WHAT IS BEING ASKED:
Each line in the records below, from the one that contains "pub struct RegisterPayload" to the one that contains "filename src/utils/validation.rs", should be reproduced exactly, the first and last included.

── DATASET RECORDS

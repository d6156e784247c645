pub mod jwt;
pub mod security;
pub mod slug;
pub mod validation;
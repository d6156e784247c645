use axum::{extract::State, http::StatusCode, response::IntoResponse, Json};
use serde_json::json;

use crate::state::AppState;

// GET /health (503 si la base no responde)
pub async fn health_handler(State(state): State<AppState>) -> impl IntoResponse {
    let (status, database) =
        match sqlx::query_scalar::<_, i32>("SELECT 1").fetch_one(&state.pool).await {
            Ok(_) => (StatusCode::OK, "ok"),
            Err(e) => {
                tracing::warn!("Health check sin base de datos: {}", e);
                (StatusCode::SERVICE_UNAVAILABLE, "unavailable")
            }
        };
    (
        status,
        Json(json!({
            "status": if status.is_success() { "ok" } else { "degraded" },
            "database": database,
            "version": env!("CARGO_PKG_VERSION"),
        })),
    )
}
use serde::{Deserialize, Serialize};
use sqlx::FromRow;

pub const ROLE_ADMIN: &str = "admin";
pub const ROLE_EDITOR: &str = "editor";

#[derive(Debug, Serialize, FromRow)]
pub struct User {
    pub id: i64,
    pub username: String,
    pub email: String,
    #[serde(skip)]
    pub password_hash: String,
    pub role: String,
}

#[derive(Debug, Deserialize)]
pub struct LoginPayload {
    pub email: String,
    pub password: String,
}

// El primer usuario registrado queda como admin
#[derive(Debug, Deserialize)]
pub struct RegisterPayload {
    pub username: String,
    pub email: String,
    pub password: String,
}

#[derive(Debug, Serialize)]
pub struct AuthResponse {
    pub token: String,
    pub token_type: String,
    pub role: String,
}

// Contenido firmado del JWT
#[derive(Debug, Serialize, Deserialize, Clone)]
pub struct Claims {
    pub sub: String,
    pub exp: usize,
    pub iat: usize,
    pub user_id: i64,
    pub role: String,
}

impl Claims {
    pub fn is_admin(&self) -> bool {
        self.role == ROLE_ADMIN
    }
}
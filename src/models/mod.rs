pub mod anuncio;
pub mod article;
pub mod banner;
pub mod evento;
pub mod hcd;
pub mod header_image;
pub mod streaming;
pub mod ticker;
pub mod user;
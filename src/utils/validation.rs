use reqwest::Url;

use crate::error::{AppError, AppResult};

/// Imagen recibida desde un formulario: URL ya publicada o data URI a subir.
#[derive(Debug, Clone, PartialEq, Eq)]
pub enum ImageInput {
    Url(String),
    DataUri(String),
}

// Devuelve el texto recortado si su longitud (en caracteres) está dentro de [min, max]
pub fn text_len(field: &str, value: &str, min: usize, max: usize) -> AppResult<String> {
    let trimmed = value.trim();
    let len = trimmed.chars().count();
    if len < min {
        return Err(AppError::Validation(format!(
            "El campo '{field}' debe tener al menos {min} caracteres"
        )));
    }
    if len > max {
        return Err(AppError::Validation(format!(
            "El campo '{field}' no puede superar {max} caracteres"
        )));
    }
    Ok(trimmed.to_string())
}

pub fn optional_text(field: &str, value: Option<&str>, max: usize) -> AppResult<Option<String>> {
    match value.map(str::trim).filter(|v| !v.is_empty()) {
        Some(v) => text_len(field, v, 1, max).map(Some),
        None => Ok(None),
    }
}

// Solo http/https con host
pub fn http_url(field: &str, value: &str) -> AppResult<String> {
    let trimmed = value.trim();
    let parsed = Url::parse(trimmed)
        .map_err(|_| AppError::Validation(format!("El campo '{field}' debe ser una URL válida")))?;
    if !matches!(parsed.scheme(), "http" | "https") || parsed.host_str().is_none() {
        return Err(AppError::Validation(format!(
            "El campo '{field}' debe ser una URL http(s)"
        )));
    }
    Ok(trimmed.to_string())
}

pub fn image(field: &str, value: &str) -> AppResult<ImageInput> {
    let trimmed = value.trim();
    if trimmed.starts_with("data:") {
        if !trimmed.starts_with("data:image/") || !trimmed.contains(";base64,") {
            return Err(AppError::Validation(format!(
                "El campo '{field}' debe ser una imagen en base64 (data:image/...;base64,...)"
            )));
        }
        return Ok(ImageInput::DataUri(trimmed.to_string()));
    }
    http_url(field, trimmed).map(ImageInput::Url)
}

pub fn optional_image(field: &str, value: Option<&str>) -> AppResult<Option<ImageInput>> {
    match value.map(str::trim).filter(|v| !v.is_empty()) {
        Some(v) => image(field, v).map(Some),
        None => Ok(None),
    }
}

────
── DATASET RECORDS

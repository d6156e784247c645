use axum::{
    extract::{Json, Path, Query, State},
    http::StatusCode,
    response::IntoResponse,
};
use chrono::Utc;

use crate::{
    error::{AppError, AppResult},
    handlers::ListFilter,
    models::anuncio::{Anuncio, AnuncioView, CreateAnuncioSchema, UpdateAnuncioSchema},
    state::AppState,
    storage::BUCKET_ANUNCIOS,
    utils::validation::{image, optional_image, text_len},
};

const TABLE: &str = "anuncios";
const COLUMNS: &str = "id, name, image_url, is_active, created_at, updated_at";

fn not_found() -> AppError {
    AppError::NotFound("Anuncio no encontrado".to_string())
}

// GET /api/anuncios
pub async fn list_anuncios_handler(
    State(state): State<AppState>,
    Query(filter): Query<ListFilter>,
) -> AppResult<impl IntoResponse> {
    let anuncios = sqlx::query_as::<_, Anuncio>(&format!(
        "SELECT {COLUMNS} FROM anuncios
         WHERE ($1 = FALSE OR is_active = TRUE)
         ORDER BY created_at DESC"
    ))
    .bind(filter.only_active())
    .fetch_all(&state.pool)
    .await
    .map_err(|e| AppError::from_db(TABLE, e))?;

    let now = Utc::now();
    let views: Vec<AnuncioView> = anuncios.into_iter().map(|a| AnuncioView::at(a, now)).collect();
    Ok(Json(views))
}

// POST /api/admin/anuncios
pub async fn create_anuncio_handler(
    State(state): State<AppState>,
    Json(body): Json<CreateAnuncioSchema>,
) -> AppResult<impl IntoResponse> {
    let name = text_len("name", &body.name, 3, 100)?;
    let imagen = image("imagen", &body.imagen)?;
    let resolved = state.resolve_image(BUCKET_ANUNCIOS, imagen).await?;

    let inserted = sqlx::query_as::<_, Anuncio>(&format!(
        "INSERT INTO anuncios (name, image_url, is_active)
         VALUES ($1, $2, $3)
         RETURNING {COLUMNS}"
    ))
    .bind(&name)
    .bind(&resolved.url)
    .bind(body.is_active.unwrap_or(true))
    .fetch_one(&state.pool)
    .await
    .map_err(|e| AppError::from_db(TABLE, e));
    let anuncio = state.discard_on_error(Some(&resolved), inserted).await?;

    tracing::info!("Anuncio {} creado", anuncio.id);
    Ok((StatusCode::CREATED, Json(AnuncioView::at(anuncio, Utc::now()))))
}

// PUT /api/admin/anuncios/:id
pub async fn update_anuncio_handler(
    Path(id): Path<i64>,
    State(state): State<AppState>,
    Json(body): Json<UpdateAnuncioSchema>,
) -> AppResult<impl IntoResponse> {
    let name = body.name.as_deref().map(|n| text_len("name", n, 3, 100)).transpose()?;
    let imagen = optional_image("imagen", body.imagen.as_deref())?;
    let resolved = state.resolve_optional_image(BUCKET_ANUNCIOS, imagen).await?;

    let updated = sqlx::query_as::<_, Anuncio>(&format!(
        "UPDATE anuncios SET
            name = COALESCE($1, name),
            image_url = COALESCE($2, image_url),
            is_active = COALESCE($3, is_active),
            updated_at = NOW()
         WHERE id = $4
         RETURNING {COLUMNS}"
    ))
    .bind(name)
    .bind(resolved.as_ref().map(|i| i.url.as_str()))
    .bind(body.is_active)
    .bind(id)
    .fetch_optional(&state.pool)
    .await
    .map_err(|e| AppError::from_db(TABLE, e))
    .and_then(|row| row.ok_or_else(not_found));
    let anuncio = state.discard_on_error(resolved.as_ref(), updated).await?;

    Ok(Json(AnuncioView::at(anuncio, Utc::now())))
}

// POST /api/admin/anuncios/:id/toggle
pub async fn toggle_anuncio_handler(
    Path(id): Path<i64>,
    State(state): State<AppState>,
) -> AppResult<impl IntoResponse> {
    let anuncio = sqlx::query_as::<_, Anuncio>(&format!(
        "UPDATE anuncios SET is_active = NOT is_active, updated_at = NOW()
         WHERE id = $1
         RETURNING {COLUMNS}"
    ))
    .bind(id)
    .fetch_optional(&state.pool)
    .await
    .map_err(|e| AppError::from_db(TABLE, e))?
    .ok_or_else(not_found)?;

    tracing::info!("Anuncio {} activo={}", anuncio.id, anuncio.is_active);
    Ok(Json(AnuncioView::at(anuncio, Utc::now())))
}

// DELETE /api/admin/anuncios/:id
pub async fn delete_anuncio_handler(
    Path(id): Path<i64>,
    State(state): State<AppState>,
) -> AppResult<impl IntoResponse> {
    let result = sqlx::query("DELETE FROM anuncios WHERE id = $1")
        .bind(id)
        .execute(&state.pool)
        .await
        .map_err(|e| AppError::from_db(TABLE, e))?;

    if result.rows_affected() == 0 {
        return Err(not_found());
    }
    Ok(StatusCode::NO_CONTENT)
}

────

TASK RESPONSE:
pub struct RegisterPayload {
    pub username: String,
    pub email: String,
    pub password: String,
}

#[derive(Debug, Serialize)]
pub struct AuthResponse {
    pub token: String,
    pub token_type: String,
    pub role: String,
}

// Contenido firmado del JWT
#[derive(Debug, Serialize, Deserialize, Clone)]
pub struct Claims {
    pub sub: String,
    pub exp: usize,
    pub iat: usize,
    pub user_id: i64,
    pub role: String,
}

impl Claims {
    pub fn is_admin(&self) -> bool {
        self.role == ROLE_ADMIN
    }
}
filename src/models/mod.rs
pub mod anuncio;
pub mod article;
pub mod banner;
pub mod evento;
pub mod hcd;
pub mod header_image;
pub mod streaming;
pub mod ticker;
pub mod user;
filename src/utils/validation.rs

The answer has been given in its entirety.